_TASK DESCRIPTION_.
For this exercise, restate the data below with no change at all.

_GIVEN DATA_.

──────

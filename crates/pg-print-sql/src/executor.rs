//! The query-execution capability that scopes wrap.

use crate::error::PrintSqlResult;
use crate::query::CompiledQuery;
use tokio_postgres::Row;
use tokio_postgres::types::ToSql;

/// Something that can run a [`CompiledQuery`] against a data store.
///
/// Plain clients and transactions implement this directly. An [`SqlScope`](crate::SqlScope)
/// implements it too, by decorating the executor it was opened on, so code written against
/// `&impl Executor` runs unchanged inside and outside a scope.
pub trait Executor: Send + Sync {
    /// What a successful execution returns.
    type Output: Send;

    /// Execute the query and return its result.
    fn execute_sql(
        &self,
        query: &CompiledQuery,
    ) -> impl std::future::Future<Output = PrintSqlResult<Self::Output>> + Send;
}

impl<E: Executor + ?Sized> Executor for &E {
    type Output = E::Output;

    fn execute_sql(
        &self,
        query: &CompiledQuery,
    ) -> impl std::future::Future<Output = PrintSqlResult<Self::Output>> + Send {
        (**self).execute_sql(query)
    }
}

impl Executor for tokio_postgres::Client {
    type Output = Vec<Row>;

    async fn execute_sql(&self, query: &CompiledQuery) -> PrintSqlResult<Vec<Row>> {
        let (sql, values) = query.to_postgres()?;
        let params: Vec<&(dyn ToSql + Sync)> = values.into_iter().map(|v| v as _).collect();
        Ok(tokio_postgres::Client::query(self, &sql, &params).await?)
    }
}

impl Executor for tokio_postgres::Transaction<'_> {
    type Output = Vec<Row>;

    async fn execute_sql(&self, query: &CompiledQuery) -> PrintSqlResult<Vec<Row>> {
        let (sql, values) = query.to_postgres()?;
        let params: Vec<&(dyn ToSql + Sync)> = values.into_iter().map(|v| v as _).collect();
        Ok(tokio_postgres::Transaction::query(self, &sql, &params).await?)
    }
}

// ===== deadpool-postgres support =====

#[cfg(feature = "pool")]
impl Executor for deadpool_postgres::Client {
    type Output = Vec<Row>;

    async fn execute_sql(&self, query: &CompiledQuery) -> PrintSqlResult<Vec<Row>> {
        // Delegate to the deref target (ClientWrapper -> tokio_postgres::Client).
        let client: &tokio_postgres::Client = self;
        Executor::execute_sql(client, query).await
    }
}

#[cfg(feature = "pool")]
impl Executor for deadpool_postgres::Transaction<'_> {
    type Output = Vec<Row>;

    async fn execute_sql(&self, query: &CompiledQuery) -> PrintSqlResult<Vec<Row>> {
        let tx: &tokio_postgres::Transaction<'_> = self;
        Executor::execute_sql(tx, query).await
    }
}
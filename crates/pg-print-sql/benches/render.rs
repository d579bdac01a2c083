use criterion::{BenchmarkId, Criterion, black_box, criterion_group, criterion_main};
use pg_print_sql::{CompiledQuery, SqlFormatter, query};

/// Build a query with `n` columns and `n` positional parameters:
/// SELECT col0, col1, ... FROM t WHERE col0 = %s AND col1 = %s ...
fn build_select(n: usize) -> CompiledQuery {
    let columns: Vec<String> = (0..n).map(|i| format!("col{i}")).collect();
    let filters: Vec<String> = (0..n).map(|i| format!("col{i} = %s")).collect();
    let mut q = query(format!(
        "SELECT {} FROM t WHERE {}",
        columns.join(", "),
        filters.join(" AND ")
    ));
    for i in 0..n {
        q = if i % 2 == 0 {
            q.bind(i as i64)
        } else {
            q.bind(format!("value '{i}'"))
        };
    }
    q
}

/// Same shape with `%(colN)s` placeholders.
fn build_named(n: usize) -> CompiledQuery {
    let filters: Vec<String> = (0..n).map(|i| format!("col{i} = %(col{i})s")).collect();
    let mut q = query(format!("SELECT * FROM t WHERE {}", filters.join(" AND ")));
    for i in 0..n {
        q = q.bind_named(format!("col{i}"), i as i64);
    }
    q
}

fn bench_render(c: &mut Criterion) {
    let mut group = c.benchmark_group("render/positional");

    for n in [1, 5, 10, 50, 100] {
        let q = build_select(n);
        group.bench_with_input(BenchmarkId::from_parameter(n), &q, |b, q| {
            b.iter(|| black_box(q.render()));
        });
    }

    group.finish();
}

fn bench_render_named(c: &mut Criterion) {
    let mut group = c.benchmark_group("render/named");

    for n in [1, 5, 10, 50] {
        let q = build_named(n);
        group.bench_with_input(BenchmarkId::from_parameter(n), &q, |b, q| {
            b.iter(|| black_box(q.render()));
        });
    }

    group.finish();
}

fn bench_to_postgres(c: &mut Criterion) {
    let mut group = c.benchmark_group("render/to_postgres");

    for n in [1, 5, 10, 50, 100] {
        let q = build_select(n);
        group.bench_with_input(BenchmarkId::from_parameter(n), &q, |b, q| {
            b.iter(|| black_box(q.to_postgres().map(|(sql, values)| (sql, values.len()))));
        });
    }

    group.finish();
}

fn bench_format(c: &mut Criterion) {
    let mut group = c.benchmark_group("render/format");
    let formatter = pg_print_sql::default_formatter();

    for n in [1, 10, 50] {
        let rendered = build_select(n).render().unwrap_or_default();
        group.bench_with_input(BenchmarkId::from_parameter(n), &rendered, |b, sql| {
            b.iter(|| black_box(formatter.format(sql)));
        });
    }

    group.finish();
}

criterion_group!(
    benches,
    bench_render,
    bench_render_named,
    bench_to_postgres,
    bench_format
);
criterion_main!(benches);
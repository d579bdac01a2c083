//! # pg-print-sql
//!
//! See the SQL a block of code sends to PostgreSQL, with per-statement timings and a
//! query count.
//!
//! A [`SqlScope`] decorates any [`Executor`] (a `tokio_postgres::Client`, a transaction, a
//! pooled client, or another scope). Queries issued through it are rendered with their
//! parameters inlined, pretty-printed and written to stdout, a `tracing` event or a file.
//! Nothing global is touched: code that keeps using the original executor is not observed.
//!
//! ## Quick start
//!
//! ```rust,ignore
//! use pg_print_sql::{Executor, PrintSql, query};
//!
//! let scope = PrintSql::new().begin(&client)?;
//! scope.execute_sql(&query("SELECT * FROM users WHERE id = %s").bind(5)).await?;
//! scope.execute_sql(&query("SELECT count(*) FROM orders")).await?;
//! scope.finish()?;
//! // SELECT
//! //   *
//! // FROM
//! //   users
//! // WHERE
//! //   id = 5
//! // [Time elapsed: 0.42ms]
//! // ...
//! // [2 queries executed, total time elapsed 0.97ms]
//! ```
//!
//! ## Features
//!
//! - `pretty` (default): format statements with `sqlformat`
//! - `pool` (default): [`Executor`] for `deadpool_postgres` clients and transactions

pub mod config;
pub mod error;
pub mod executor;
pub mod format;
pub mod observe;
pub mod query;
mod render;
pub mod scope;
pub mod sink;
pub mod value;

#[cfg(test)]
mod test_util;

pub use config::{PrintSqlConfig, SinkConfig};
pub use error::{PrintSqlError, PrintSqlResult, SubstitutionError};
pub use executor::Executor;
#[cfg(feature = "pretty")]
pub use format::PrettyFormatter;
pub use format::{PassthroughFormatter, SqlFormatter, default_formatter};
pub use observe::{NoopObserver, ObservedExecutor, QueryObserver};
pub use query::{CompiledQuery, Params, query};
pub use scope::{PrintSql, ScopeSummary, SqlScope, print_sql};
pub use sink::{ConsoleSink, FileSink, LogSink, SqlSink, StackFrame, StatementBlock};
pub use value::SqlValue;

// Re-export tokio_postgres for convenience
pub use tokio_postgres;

──────

_SOLVED PROBLEM_.
filename crates/pg-print-sql/src/executor.rs
//! The query-execution capability that scopes wrap.

use crate::error::PrintSqlResult;
use crate::query::CompiledQuery;
use tokio_postgres::Row;
use tokio_postgres::types::ToSql;

/// Something that can run a [`CompiledQuery`] against a data store.
///
/// Plain clients and transactions implement this directly. An [`SqlScope`](crate::SqlScope)
/// implements it too, by decorating the executor it was opened on, so code written against
/// `&impl Executor` runs unchanged inside and outside a scope.
pub trait Executor: Send + Sync {
    /// What a successful execution returns.
    type Output: Send;

    /// Execute the query and return its result.
    fn execute_sql(
        &self,
        query: &CompiledQuery,
    ) -> impl std::future::Future<Output = PrintSqlResult<Self::Output>> + Send;
}

impl<E: Executor + ?Sized> Executor for &E {
    type Output = E::Output;

    fn execute_sql(
        &self,
        query: &CompiledQuery,
    ) -> impl std::future::Future<Output = PrintSqlResult<Self::Output>> + Send {
        (**self).execute_sql(query)
    }
}

impl Executor for tokio_postgres::Client {
    type Output = Vec<Row>;

    async fn execute_sql(&self, query: &CompiledQuery) -> PrintSqlResult<Vec<Row>> {
        let (sql, values) = query.to_postgres()?;
        let params: Vec<&(dyn ToSql + Sync)> = values.into_iter().map(|v| v as _).collect();
        Ok(tokio_postgres::Client::query(self, &sql, &params).await?)
    }
}

impl Executor for tokio_postgres::Transaction<'_> {
    type Output = Vec<Row>;

    async fn execute_sql(&self, query: &CompiledQuery) -> PrintSqlResult<Vec<Row>> {
        let (sql, values) = query.to_postgres()?;
        let params: Vec<&(dyn ToSql + Sync)> = values.into_iter().map(|v| v as _).collect();
        Ok(tokio_postgres::Transaction::query(self, &sql, &params).await?)
    }
}

// ===== deadpool-postgres support =====

#[cfg(feature = "pool")]
impl Executor for deadpool_postgres::Client {
    type Output = Vec<Row>;

    async fn execute_sql(&self, query: &CompiledQuery) -> PrintSqlResult<Vec<Row>> {
        // Delegate to the deref target (ClientWrapper -> tokio_postgres::Client).
        let client: &tokio_postgres::Client = self;
        Executor::execute_sql(client, query).await
    }
}

#[cfg(feature = "pool")]
impl Executor for deadpool_postgres::Transaction<'_> {
    type Output = Vec<Row>;

    async fn execute_sql(&self, query: &CompiledQuery) -> PrintSqlResult<Vec<Row>> {
        let tx: &tokio_postgres::Transaction<'_> = self;
        Executor::execute_sql(tx, query).await
    }
}
filename crates/pg-print-sql/benches/render.rs
repository d579bdac01a2c083
use criterion::{BenchmarkId, Criterion, black_box, criterion_group, criterion_main};
use pg_print_sql::{CompiledQuery, SqlFormatter, query};

/// Build a query with `n` columns and `n` positional parameters:
/// SELECT col0, col1, ... FROM t WHERE col0 = %s AND col1 = %s ...
fn build_select(n: usize) -> CompiledQuery {
    let columns: Vec<String> = (0..n).map(|i| format!("col{i}")).collect();
    let filters: Vec<String> = (0..n).map(|i| format!("col{i} = %s")).collect();
    let mut q = query(format!(
        "SELECT {} FROM t WHERE {}",
        columns.join(", "),
        filters.join(" AND ")
    ));
    for i in 0..n {
        q = if i % 2 == 0 {
            q.bind(i as i64)
        } else {
            q.bind(format!("value '{i}'"))
        };
    }
    q
}

/// Same shape with `%(colN)s` placeholders.
fn build_named(n: usize) -> CompiledQuery {
    let filters: Vec<String> = (0..n).map(|i| format!("col{i} = %(col{i})s")).collect();
    let mut q = query(format!("SELECT * FROM t WHERE {}", filters.join(" AND ")));
    for i in 0..n {
        q = q.bind_named(format!("col{i}"), i as i64);
    }
    q
}

fn bench_render(c: &mut Criterion) {
    let mut group = c.benchmark_group("render/positional");

    for n in [1, 5, 10, 50, 100] {
        let q = build_select(n);
        group.bench_with_input(BenchmarkId::from_parameter(n), &q, |b, q| {
            b.iter(|| black_box(q.render()));
        });
    }

    group.finish();
}

fn bench_render_named(c: &mut Criterion) {
    let mut group = c.benchmark_group("render/named");

    for n in [1, 5, 10, 50] {
        let q = build_named(n);
        group.bench_with_input(BenchmarkId::from_parameter(n), &q, |b, q| {
            b.iter(|| black_box(q.render()));
        });
    }

    group.finish();
}

fn bench_to_postgres(c: &mut Criterion) {
    let mut group = c.benchmark_group("render/to_postgres");

    for n in [1, 5, 10, 50, 100] {
        let q = build_select(n);
        group.bench_with_input(BenchmarkId::from_parameter(n), &q, |b, q| {
            b.iter(|| black_box(q.to_postgres().map(|(sql, values)| (sql, values.len()))));
        });
    }

    group.finish();
}

fn bench_format(c: &mut Criterion) {
    let mut group = c.benchmark_group("render/format");
    let formatter = pg_print_sql::default_formatter();

    for n in [1, 10, 50] {
        let rendered = build_select(n).render().unwrap_or_default();
        group.bench_with_input(BenchmarkId::from_parameter(n), &rendered, |b, sql| {
            b.iter(|| black_box(formatter.format(sql)));
        });
    }

    group.finish();
}

criterion_group!(
    benches,
    bench_render,
    bench_render_named,
    bench_to_postgres,
    bench_format
);
criterion_main!(benches);
repository d579bdac01a2c083
//! # pg-print-sql
//!
//! See the SQL a block of code sends to PostgreSQL, with per-statement timings and a
//! query count.
//!
//! A [`SqlScope`] decorates any [`Executor`] (a `tokio_postgres::Client`, a transaction, a
//! pooled client, or another scope). Queries issued through it are rendered with their
//! parameters inlined, pretty-printed and written to stdout, a `tracing` event or a file.
//! Nothing global is touched: code that keeps using the original executor is not observed.
//!
//! ## Quick start
//!
//! ```rust,ignore
//! use pg_print_sql::{Executor, PrintSql, query};
//!
//! let scope = PrintSql::new().begin(&client)?;
//! scope.execute_sql(&query("SELECT * FROM users WHERE id = %s").bind(5)).await?;
//! scope.execute_sql(&query("SELECT count(*) FROM orders")).await?;
//! scope.finish()?;
//! // SELECT
//! //   *
//! // FROM
//! //   users
//! // WHERE
//! //   id = 5
//! // [Time elapsed: 0.42ms]
//! // ...
//! // [2 queries executed, total time elapsed 0.97ms]
//! ```
//!
//! ## Features
//!
//! - `pretty` (default): format statements with `sqlformat`
//! - `pool` (default): [`Executor`] for `deadpool_postgres` clients and transactions

pub mod config;
pub mod error;
pub mod executor;
pub mod format;
pub mod observe;
pub mod query;
mod render;
pub mod scope;
pub mod sink;
pub mod value;

#[cfg(test)]
mod test_util;

pub use config::{PrintSqlConfig, SinkConfig};
pub use error::{PrintSqlError, PrintSqlResult, SubstitutionError};
pub use executor::Executor;
#[cfg(feature = "pretty")]
pub use format::PrettyFormatter;
pub use format::{PassthroughFormatter, SqlFormatter, default_formatter};
pub use observe::{NoopObserver, ObservedExecutor, QueryObserver};
pub use query::{CompiledQuery, Params, query};
pub use scope::{PrintSql, ScopeSummary, SqlScope, print_sql};
pub use sink::{ConsoleSink, FileSink, LogSink, SqlSink, StackFrame, StatementBlock};
pub use value::SqlValue;

// Re-export tokio_postgres for convenience
pub use tokio_postgres;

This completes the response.